#### Task objective
This task calls for copying every line of the records that includes the word "QueryPath".

*** Opening of Supplied material ***

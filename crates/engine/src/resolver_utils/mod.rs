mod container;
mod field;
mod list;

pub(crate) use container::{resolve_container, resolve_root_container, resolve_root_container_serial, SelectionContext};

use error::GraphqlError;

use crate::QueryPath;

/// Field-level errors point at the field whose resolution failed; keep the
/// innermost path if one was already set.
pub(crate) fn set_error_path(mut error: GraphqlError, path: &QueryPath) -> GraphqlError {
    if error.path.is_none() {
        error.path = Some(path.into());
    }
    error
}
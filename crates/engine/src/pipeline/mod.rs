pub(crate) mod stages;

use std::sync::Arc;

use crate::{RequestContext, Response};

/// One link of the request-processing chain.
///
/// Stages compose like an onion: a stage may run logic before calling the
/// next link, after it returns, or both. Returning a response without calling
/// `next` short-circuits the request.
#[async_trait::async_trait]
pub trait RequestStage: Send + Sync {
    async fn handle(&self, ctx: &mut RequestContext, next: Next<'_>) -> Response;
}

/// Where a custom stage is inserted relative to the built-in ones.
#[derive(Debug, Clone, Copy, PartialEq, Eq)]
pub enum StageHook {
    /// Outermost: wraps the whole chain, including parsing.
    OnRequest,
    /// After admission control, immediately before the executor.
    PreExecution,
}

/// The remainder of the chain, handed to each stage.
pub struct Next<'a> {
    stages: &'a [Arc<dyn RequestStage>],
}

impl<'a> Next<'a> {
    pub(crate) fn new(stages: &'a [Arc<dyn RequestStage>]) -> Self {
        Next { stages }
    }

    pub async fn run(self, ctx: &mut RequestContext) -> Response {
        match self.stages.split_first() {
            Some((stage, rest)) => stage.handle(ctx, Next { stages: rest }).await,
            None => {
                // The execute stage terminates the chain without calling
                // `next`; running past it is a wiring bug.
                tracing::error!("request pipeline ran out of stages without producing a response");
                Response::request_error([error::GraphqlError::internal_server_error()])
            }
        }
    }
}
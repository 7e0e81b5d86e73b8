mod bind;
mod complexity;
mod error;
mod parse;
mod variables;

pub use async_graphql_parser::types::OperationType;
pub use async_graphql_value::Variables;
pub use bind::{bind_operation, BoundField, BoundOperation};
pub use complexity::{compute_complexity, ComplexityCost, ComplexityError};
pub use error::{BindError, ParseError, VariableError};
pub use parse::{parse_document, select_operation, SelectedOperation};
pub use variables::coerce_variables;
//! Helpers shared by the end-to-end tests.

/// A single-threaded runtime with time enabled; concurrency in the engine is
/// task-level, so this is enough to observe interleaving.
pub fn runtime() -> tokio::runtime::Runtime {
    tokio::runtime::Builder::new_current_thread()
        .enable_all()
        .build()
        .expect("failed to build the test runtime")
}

*** Close of Supplied material ***

#### Task result
use crate::QueryPath;
pub(crate) fn set_error_path(mut error: GraphqlError, path: &QueryPath) -> GraphqlError {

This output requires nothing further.